**EXERCISE INSTRUCTIONS**
Output exactly the lines below, starting with the line that has "fn from_str(s: &str)" and going on through the line that has "repository e77b521b8e7cf7cc", both included, and no other lines.

(Stored data)
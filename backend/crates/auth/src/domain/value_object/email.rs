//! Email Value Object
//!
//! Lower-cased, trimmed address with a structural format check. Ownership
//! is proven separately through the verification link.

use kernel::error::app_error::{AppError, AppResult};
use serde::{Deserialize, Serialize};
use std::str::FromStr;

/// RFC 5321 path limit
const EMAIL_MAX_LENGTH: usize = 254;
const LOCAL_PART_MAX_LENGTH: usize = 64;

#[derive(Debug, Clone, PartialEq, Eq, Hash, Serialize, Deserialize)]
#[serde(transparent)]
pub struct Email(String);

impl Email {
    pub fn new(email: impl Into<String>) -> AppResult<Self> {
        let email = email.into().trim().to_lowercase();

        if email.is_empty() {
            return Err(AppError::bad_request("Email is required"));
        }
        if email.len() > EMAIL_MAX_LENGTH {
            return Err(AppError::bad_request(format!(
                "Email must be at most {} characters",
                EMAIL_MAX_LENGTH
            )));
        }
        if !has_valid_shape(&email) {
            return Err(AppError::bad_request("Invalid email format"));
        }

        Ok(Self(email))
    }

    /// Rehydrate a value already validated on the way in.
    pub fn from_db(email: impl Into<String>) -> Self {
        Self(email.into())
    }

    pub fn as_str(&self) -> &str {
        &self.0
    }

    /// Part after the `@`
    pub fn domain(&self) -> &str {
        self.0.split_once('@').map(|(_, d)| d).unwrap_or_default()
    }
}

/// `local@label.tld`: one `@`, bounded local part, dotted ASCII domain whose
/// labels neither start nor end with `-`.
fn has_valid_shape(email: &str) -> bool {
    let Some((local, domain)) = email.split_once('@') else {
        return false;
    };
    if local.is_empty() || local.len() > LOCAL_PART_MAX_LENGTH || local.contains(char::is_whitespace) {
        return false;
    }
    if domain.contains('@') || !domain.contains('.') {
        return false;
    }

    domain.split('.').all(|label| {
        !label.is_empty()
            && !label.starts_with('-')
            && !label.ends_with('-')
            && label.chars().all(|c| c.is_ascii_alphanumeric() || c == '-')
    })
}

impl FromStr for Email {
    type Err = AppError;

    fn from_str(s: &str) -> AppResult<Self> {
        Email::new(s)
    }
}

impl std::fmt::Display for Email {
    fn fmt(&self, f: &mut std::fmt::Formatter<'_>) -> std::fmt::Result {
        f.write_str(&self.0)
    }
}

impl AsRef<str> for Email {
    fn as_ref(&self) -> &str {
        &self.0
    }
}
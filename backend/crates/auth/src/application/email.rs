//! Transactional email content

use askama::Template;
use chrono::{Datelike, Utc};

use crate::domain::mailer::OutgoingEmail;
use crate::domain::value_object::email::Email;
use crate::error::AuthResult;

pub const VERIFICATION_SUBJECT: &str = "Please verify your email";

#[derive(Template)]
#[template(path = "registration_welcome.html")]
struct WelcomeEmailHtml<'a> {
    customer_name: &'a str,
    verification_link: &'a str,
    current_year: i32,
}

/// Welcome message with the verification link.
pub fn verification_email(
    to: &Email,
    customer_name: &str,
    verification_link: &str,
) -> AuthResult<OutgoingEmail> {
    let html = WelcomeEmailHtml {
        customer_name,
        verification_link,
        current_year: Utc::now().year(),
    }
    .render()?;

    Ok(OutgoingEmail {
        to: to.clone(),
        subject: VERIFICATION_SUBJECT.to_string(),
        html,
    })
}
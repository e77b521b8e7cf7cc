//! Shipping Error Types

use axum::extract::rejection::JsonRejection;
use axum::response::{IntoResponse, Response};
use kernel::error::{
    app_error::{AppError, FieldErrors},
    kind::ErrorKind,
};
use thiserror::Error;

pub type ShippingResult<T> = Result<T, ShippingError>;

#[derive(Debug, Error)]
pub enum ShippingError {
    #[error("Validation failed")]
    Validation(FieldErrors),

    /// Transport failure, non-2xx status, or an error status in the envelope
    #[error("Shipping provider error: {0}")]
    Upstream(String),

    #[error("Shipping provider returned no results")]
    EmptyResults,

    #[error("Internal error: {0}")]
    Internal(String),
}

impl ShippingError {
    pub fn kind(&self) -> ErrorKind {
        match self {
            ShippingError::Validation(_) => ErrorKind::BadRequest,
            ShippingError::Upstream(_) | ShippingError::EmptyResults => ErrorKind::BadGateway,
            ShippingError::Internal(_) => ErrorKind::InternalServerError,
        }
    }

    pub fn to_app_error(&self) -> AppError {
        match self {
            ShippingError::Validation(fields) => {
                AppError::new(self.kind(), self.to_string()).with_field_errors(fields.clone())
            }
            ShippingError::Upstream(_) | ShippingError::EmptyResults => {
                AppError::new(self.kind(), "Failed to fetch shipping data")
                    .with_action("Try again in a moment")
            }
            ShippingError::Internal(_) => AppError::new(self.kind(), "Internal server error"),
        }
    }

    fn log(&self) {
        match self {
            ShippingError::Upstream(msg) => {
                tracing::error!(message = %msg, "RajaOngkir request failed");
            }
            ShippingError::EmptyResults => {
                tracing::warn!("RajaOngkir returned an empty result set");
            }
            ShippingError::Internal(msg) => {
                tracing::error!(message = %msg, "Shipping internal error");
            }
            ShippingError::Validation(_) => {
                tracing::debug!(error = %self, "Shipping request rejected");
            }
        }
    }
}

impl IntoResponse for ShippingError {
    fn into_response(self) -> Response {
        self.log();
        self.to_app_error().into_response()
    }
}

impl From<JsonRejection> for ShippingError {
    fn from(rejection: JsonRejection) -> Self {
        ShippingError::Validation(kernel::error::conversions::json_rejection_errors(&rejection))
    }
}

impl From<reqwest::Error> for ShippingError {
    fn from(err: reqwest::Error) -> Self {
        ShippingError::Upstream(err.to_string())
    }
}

**SOLUTION BELOW**
    fn from_str(s: &str) -> AppResult<Self> {
        Email::new(s)
    }
}

impl std::fmt::Display for Email {
    fn fmt(&self, f: &mut std::fmt::Formatter<'_>) -> std::fmt::Result {
        f.write_str(&self.0)
    }
}

impl AsRef<str> for Email {
    fn as_ref(&self) -> &str {
        &self.0
    }
}
filename backend/crates/auth/src/application/email.rs
//! Transactional email content

use askama::Template;
use chrono::{Datelike, Utc};

use crate::domain::mailer::OutgoingEmail;
use crate::domain::value_object::email::Email;
use crate::error::AuthResult;

pub const VERIFICATION_SUBJECT: &str = "Please verify your email";

#[derive(Template)]
#[template(path = "registration_welcome.html")]
struct WelcomeEmailHtml<'a> {
    customer_name: &'a str,
    verification_link: &'a str,
    current_year: i32,
}

/// Welcome message with the verification link.
pub fn verification_email(
    to: &Email,
    customer_name: &str,
    verification_link: &str,
) -> AuthResult<OutgoingEmail> {
    let html = WelcomeEmailHtml {
        customer_name,
        verification_link,
        current_year: Utc::now().year(),
    }
    .render()?;

    Ok(OutgoingEmail {
        to: to.clone(),
        subject: VERIFICATION_SUBJECT.to_string(),
        html,
    })
}
repository e77b521b8e7cf7cc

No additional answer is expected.